Ecclesiology of the Living God

By The Rev. Dr. Baron Mullis

Morningside Presbyterian Church, Atlanta

Ecclesiology of the Living God   
Acts 2:1-21
Morningside Presbyterian Church
Rev. Dr. Baron Mullis
June 12, 2010


Ecclesiology of the Living God 
  
Acts 2:1-21
Morningside Presbyterian Church
Rev. Dr. Baron Mullis
June 12, 2010

What I’d like for us to do today for Pentecost is to reflect on what the church is.  That is ecclesiology: reflecting on what the church is.  Because we do well to think from time to time of what church is and what God wants the church to be. 

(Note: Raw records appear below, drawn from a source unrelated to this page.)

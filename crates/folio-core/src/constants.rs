//! Simulation tuning constants.
//!
//! These express intended behavior (time constants, clamp limits, falloff
//! radii) and keep magic numbers out of the update loops.

// ---------------- Particle field ----------------

/// Reference frame duration; velocities are tuned in px-per-16ms-frame.
pub const DT_REF_MS: f64 = 16.0;
/// Largest frame delta fed into the field, in ms. Tab switches produce huge
/// deltas; integrating them verbatim teleports particles.
pub const DT_CLAMP_MS: f64 = 40.0;

pub const FIELD_DENSITY_PER_PX2: f32 = 0.00007;
pub const FIELD_MIN_PARTICLES: usize = 18;
pub const FIELD_MAX_PARTICLES: usize = 120;
pub const FIELD_PARTICLE_SIZE: f32 = 2.2;
pub const FIELD_LINK_DISTANCE: f32 = 110.0;
pub const FIELD_DAMPING: f32 = 0.985;
pub const FIELD_MAX_SPEED: f32 = 2.6;
pub const FIELD_CENTER_PULL: f32 = 0.000_008;
pub const FIELD_BREATHING_ACCEL: f32 = 0.0005;
pub const FIELD_WRAP_MARGIN: f32 = 10.0;

// ---------------- Pulses ----------------

pub const PULSE_RADIUS: f32 = 120.0;
pub const PULSE_STRENGTH: f32 = 1.2;
pub const PULSE_LIFE_MS: f64 = 600.0;
pub const PULSE_STRONG_LIFE_MS: f64 = 900.0;
pub const PULSE_STRONG_RADIUS_SCALE: f32 = 1.25;
pub const PULSE_STRONG_STRENGTH_SCALE: f32 = 1.6;
/// Rolling window of concurrent pulses; oldest evicted first.
pub const PULSE_QUEUE_CAP: usize = 12;

// ---------------- Pointer ----------------

/// Pointer speed clamp, px per ms.
pub const POINTER_SPEED_MAX: f32 = 10.0;
/// Exponential blend factor for the speed estimate.
pub const POINTER_SPEED_BLEND: f32 = 0.3;
/// Maps pointer speed to a pulse-strength multiplier.
pub const POINTER_PULSE_GAIN: f32 = 0.5;
pub const POINTER_PULSE_SCALE_MIN: f32 = 0.6;
pub const POINTER_PULSE_SCALE_MAX: f32 = 1.6;

// ---------------- Hero scene ----------------

pub const HERO_BOUNDS: f32 = 18.0;
pub const HERO_WRAP_MARGIN: f32 = 1.0;
pub const HERO_DAMPING: f32 = 0.9945;
pub const HERO_SPEED_SCALE: f32 = 2.6;
pub const HERO_FEATURE_SIZE: f32 = 3.2;
pub const HERO_ACCENT_COUNT: usize = 5;
pub const HERO_IMPULSE_BASE: f32 = 2.8;
pub const HERO_IMPULSE_SPREAD: f32 = 2.2;
pub const HERO_COLOR_LERP_PER_SEC: f32 = 2.6;
pub const HERO_PULSE_DECAY_PER_SEC: f32 = 1.8;
pub const HERO_EMISSIVE_BASE: f32 = 0.45;
pub const HERO_EMISSIVE_PULSE_SPAN: f32 = 0.9;

// Camera placement for the hero scene; picking shares these values.
pub const HERO_CAMERA_EYE: [f32; 3] = [0.0, 4.0, 18.0];
pub const HERO_CAMERA_FOVY_DEG: f32 = 50.0;
pub const HERO_CAMERA_ZNEAR: f32 = 0.1;
pub const HERO_CAMERA_ZFAR: f32 = 2000.0;
pub const HERO_PICK_RADIUS: f32 = 2.0;

// ---------------- Cursor trail ----------------

pub const TRAIL_SNAP_DIST: f32 = 220.0;
pub const TRAIL_LERP_BASE: f32 = 0.28;
pub const TRAIL_LERP_EXTRA_MAX: f32 = 0.7;
pub const TRAIL_LERP_DIST_DIV: f32 = 400.0;
pub const TRAIL_GLOW_EASE: f32 = 0.14;
pub const TRAIL_FADE_MS: f64 = 500.0;
pub const TRAIL_OPACITY_STEP: f32 = 0.06;
/// Nodes still projected while a scroll is in flight.
pub const TRAIL_SCROLL_NODE_LIMIT: usize = 3;
pub const SCROLL_DEBOUNCE_MS: i32 = 120;

pub const TRAIL_BIG_COUNT: usize = 4;
pub const TRAIL_SMALL_COUNT: usize = 6;
pub const TRAIL_TINY_COUNT: usize = 8;
pub const TRAIL_BIG_SPACING: f32 = 0.14;
pub const TRAIL_SMALL_SPACING: f32 = 0.18;
pub const TRAIL_TINY_SPACING: f32 = 0.22;

// ---------------- Skills playground ----------------

/// Card side length in CSS px.
pub const CARD_SIZE: f32 = 120.0;
/// Minimum center distance between spawn positions.
pub const CARD_MIN_SPACING: f32 = CARD_SIZE + 8.0;
/// Downward gravity in px/s^2 (the original tuned 1.12 g in its engine's
/// per-tick units; converted here to wall-clock units).
pub const PLAYGROUND_GRAVITY: f32 = 1100.0;
pub const CARD_RESTITUTION: f32 = 0.16;
pub const CARD_FRICTION: f32 = 0.62;
pub const CARD_LINEAR_DAMPING: f32 = 1.5;
/// Large-but-finite resistance once rotation unlocks, so cards tilt without
/// tumbling.
pub const CARD_ANGULAR_DAMPING: f32 = 12.0;
pub const CARD_DENSITY: f32 = 0.0036;

pub const SPAWN_BAND_TOP: f32 = -900.0;
pub const SPAWN_BAND_BOTTOM: f32 = -220.0;
pub const SPAWN_MAX_ATTEMPTS: usize = 2500;

/// Per-card delay in the entry cascade, ms.
pub const CASCADE_STAGGER_MS: f64 = 22.0;
/// Entry velocity at the start of the cascade, px/s.
pub const CASCADE_BASE_VY: f32 = 120.0;
pub const CASCADE_VY_JITTER: f32 = 12.0;
pub const CASCADE_VX_JITTER: f32 = 8.0;
/// Rotation stays locked this long after the cascade starts, ms.
pub const ROTATION_UNLOCK_MS: f64 = 700.0;

/// Throw velocity clamps, px/s.
pub const THROW_MAX_X: f32 = 540.0;
pub const THROW_MAX_UP: f32 = 540.0;
pub const THROW_MAX_DOWN: f32 = 1080.0;
/// Scales raw pointer px/ms displacement into a release velocity.
pub const THROW_GAIN: f32 = 0.64;

/// Display clamp for card tilt, radians.
pub const CARD_ANGLE_DISPLAY_CLAMP: f32 = 0.7;
pub const CARD_ANGLE_OVERFLOW_SNAP: f32 = 0.12;

/// Physics backlog cap, seconds; prevents a stalled tab from spiraling.
pub const PHYSICS_BACKLOG_CAP: f32 = 0.25;

// ---------------- Intro sequence ----------------

pub const INTRO_CYCLE_MS: f64 = 110.0;
pub const INTRO_MIN_WORDS: u32 = 6;
pub const INTRO_COVER_MS: f64 = 300.0;
pub const INTRO_REVEAL_MS: f64 = 500.0;
/// Small settle pad after each curtain transition.
pub const INTRO_SETTLE_MS: f64 = 20.0;

// ---------------- Navigation ----------------

pub const NAV_RETRY_TRIES: u32 = 6;
pub const NAV_RETRY_INITIAL_MS: f64 = 120.0;
pub const NAV_RETRY_GROWTH: f64 = 1.4;
pub const NAV_RETRY_MAX_MS: f64 = 800.0;
pub const NAV_DEFAULT_EXTRA_OFFSET: f32 = 100.0;
/// The scroll-spy probe sits this fraction of the viewport below the header.
pub const NAV_PROBE_FRACTION: f32 = 0.28;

Let me tell you a story.  Not too long before I moved to Atlanta, I was invited to dinner at my neighbors’ home, and no sooner than I accepted their invitation than I realized that I had a session meeting to moderate the same night.  Fortunately, they are late eaters, though as am I, so we arranged that we would meet for drinks and appetizers early, which always makes for a more interesting session meeting.  Then I would moderate my meeting, and after we wrapped up at the church, I would simply come back for dinner, a sort of all evening affair.  I was to call when I left the church so that they could steam the asparagus.  Now my neighbors are gourmet cooks, so I was sitting through session waiting anxiously for the opportunity to break away as soon as possible to return to my halibut.  When I finally did get back to their home, in the course of making my apologies for my absence to the other guests was surprised to learn they were interested in what I had been doing.  We began to talk about church and I asked my hosts about the small church they have been attending, a sister Presbyterian Church that is just down the street from where I lived at the time, a church with a story not dissimilar from Morningside in that it made the news for its most remarkable growth as a worshipping body.  A friend of mine, Dr. Charles MacDonald, a retired minister in his late seventies had gone to be their supply pastor in order to help them through the tough task of bringing the ministry of that congregation to its end.  When it was announced that the church would close its doors, some visitors asked if it was too late to join.  The congregation then got a little too excited about what was going on and well, now they are thriving congregation.  But at the time of that dinner party, they were just getting their heads above water as a congregation. Knowing that my friends had been attending this church, I asked them about it, wanting to know a bit about what makes it tick, about their understanding of church; their ecclesiology.  I found their answer most interesting.  It turned out that they had joined this small Presbyterian Church that same morning.  “That’s wonderful”, I said, “tell me about how you chose to join this church.”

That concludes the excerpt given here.